By Barbara Kessler
Green Right Now
While I’m gathering thoughts about a strange, allergic encounter with yellow food dye, which the European Union will be regulating with special labels starting this month — I’ve got to first share an unrelated item from Greenpeace. It’s a spoof on the BP oil spill.
When it’s so bad you can only cry, it can be therapeutic to laugh. Although I’ll admit that finding humor in this disaster feels wrong.
So get a chuckle over this — if you can. But then put your sober face back on, please, because not only are we talking about death and destruction in the gulf; we’re still witnessing mass resistance in Washington to aggressively turning the U.S. in a new energy direction. You’d think this catastrophe would have kicked us into gear.
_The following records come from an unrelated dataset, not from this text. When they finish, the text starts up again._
// SPDX-License-Identifier: Apache-2.0
// Copyright 2024-2026 Qbitel Inc.

//! Secure persistence adapter
//!
//! [`IdentityStore`] is the explicit handle onto the device identity: it owns
//! the NV engine and the runtime endorsement-seed slot. Certificates go into
//! write-once platform indices; the seed goes into its reserved slot.

use ek_common::constants::{ENDORSEMENT_SEED_SIZE, MAX_NV_BUFFER_SIZE};
use ek_common::{ComponentType, Error, Result};
use ek_crypto::SecureBuffer;
use ek_hal::{AuthHandle, HalError, NvPublic, NvStorageInterface, ReservedSlot, StartupType};
use zeroize::Zeroize;

/// Device identity store
pub struct IdentityStore<N: NvStorageInterface> {
    nv: N,
    endorsement_seed: SecureBuffer<ENDORSEMENT_SEED_SIZE>,
    seed_installed: bool,
}

impl<N: NvStorageInterface> IdentityStore<N> {
    /// Take ownership of the NV engine
    pub fn new(nv: N) -> Self {
        Self {
            nv,
            endorsement_seed: SecureBuffer::new(),
            seed_installed: false,
        }
    }

    /// NV engine
    pub fn nv(&self) -> &N {
        &self.nv
    }

    /// NV engine, mutably
    pub fn nv_mut(&mut self) -> &mut N {
        &mut self.nv
    }

    /// Whether an endorsement seed has been installed through this handle
    #[must_use]
    pub const fn endorsement_seed_installed(&self) -> bool {
        self.seed_installed
    }

    /// Release the NV engine; the runtime seed slot is zeroized
    pub fn into_inner(self) -> N {
        let Self { nv, .. } = self;
        nv
    }

    /// Define and write the endorsement certificate index for `component_type`
    ///
    /// The index is `base_index` for RSA and `base_index + 1` for P-256.
    /// Returns the index written.
    ///
    /// # Errors
    ///
    /// - `Error::UnknownComponentType` if `component_type` is not a certificate
    /// - `Error::CertificateTooLarge` if `cert` exceeds the NV payload limit
    /// - `Error::NvStartupFailed` if platform authorization cannot be established
    /// - `Error::NvSpaceAlreadyDefined` if the index exists; it is left untouched
    /// - `Error::NvDefineFailed`, `Error::NvWriteFailed`, `Error::NvCommitFailed`
    ///   for the corresponding engine failures
    pub fn install_certificate(
        &mut self,
        component_type: ComponentType,
        cert: &[u8],
        base_index: u32,
    ) -> Result<u32> {
        let offset = component_type
            .nv_index_offset()
            .ok_or(Error::UnknownComponentType)?;
        let index = base_index.checked_add(offset).ok_or(Error::InvalidConfig)?;
        if cert.len() > MAX_NV_BUFFER_SIZE {
            return Err(Error::CertificateTooLarge);
        }
        let data_size = u16::try_from(cert.len()).map_err(|_| Error::CertificateTooLarge)?;

        self.nv
            .startup(StartupType::Reset)
            .map_err(|_| Error::NvStartupFailed)?;

        let public = NvPublic::endorsement_certificate(index, data_size);
        self.nv
            .define_space(AuthHandle::PLATFORM, &[], &public)
            .map_err(|e| match e {
                HalError::NvSpaceDefined => Error::NvSpaceAlreadyDefined,
                _ => Error::NvDefineFailed,
            })?;

        self.nv
            .write(AuthHandle::PLATFORM, index, 0, cert)
            .map_err(|_| Error::NvWriteFailed)?;
        self.nv.commit().map_err(|_| Error::NvCommitFailed)?;

        Ok(index)
    }

    /// Install `seed` as the endorsement primary seed
    ///
    /// The seed is copied into the runtime slot, then written to its reserved
    /// NV slot and committed. On failure the runtime slot is cleared.
    ///
    /// # Errors
    ///
    /// - `Error::SeedStoreFailed` if the reserved write fails
    /// - `Error::NvCommitFailed` if the commit fails
    pub fn store_endorsement_seed(&mut self, seed: &[u8; ENDORSEMENT_SEED_SIZE]) -> Result<()> {
        self.endorsement_seed.as_mut_bytes().copy_from_slice(seed);

        let stored = self
            .nv
            .write_reserved(ReservedSlot::EndorsementSeed, self.endorsement_seed.as_slice())
            .map_err(|_| Error::SeedStoreFailed)
            .and_then(|()| self.nv.commit().map_err(|_| Error::NvCommitFailed));

        match stored {
            Ok(()) => {
                self.seed_installed = true;
                Ok(())
            }
            Err(e) => {
                self.endorsement_seed.zeroize();
                self.seed_installed = false;
                Err(e)
            }
        }
    }
}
At least BP has possibly… finally… maybe found a way to effectively cap its gusher. Testing is underway while the world awaits. As usual, the oil giant has urged us to keep expectations under control. (Not easy to do after three months of watching oil blast into an ecosystem that’s ecologically and economically vital.)
BP’s statement: “The sealing cap system never before has been deployed at these depths or under these conditions, and its efficiency and ability to contain the oil and gas cannot be assured.”
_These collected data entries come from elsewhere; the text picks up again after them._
// SPDX-License-Identifier: Apache-2.0
// Copyright 2024-2026 Qbitel Inc.

//! Endorsement provisioning for the H1 security module
//!
//! This crate installs the device's long-term endorsement identity:
//!
//! - **Key ladder**: derives the device-unique key through the key manager
//! - **Seed recovery**: unmasks the endorsement seed stored in the info block
//! - **Certificate region**: parses the RSA and ECC endorsement certificates
//! - **Integrity**: checks the region's keyed digest under the seed
//! - **Authentication**: verifies both certificates against compiled-in roots
//! - **Persistence**: writes certificates and seed into write-once NV storage
//! - **Fallback**: installs a fixed, untrusted endorsement on integrity failure
//!
//! # Architecture
//!
//! ```text
//! ┌────────────────────────────────────────────┐
//! │                 Endorser                    │
//! └──────┬──────────────┬────────────────┬──────┘
//!        │              │                │
//!        ▼              ▼                ▼
//!   KeyLadder     ReadWindow        IdentityStore
//!  (KEYMGR HAL)  (GLOBALSEC HAL)     (NV engine)
//! ```
//!
//! Hardware is reached only through the `ek-hal` traits, so the whole pass
//! runs on a host against the `sim` doubles.

#![no_std]
#![deny(unsafe_code)]
#![warn(missing_docs)]
#![warn(clippy::all)]
#![warn(clippy::pedantic)]
#![allow(clippy::module_name_repetitions)]

pub mod ladder;
pub mod window;
pub mod seed;
pub mod region;
pub mod integrity;
pub mod authenticate;
pub mod persist;
pub mod fallback;
pub mod fixed;
pub mod roots;
pub mod orchestrator;

// Re-exports
pub use ladder::{DerivedKey, KeyLadder};
pub use seed::{recover_seed, EndorsementSeed};
pub use region::{parse_region, CertRegion, CertificateRecord, ParsedRegion};
pub use authenticate::CertificateAuthenticator;
pub use persist::IdentityStore;
pub use fallback::install_fallback;
pub use roots::DEFAULT_TRUST_ANCHORS;
pub use orchestrator::{EndorsementOutcome, EndorsementState, Endorser};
Still, Kent Wells, a senior vice-president at BP, told The Guardian that the installation of the new permanent cap over the past few days has gone “incredibly well.”
Then the caveat: “It’s not simple stuff and what we don’t want to do is speculate around it. We just need to see what the data tells us and make the right decisions going forward.”
Sealing off the well continues to carry risks that the pressure could build up to uncontrollable levels, spurring another leak. There’s also the danger that the well cap could be sabotages by the subzero temperatures miles below the surface. The tricky conditions of dealing with a deep, deep undersea oil well have not changed.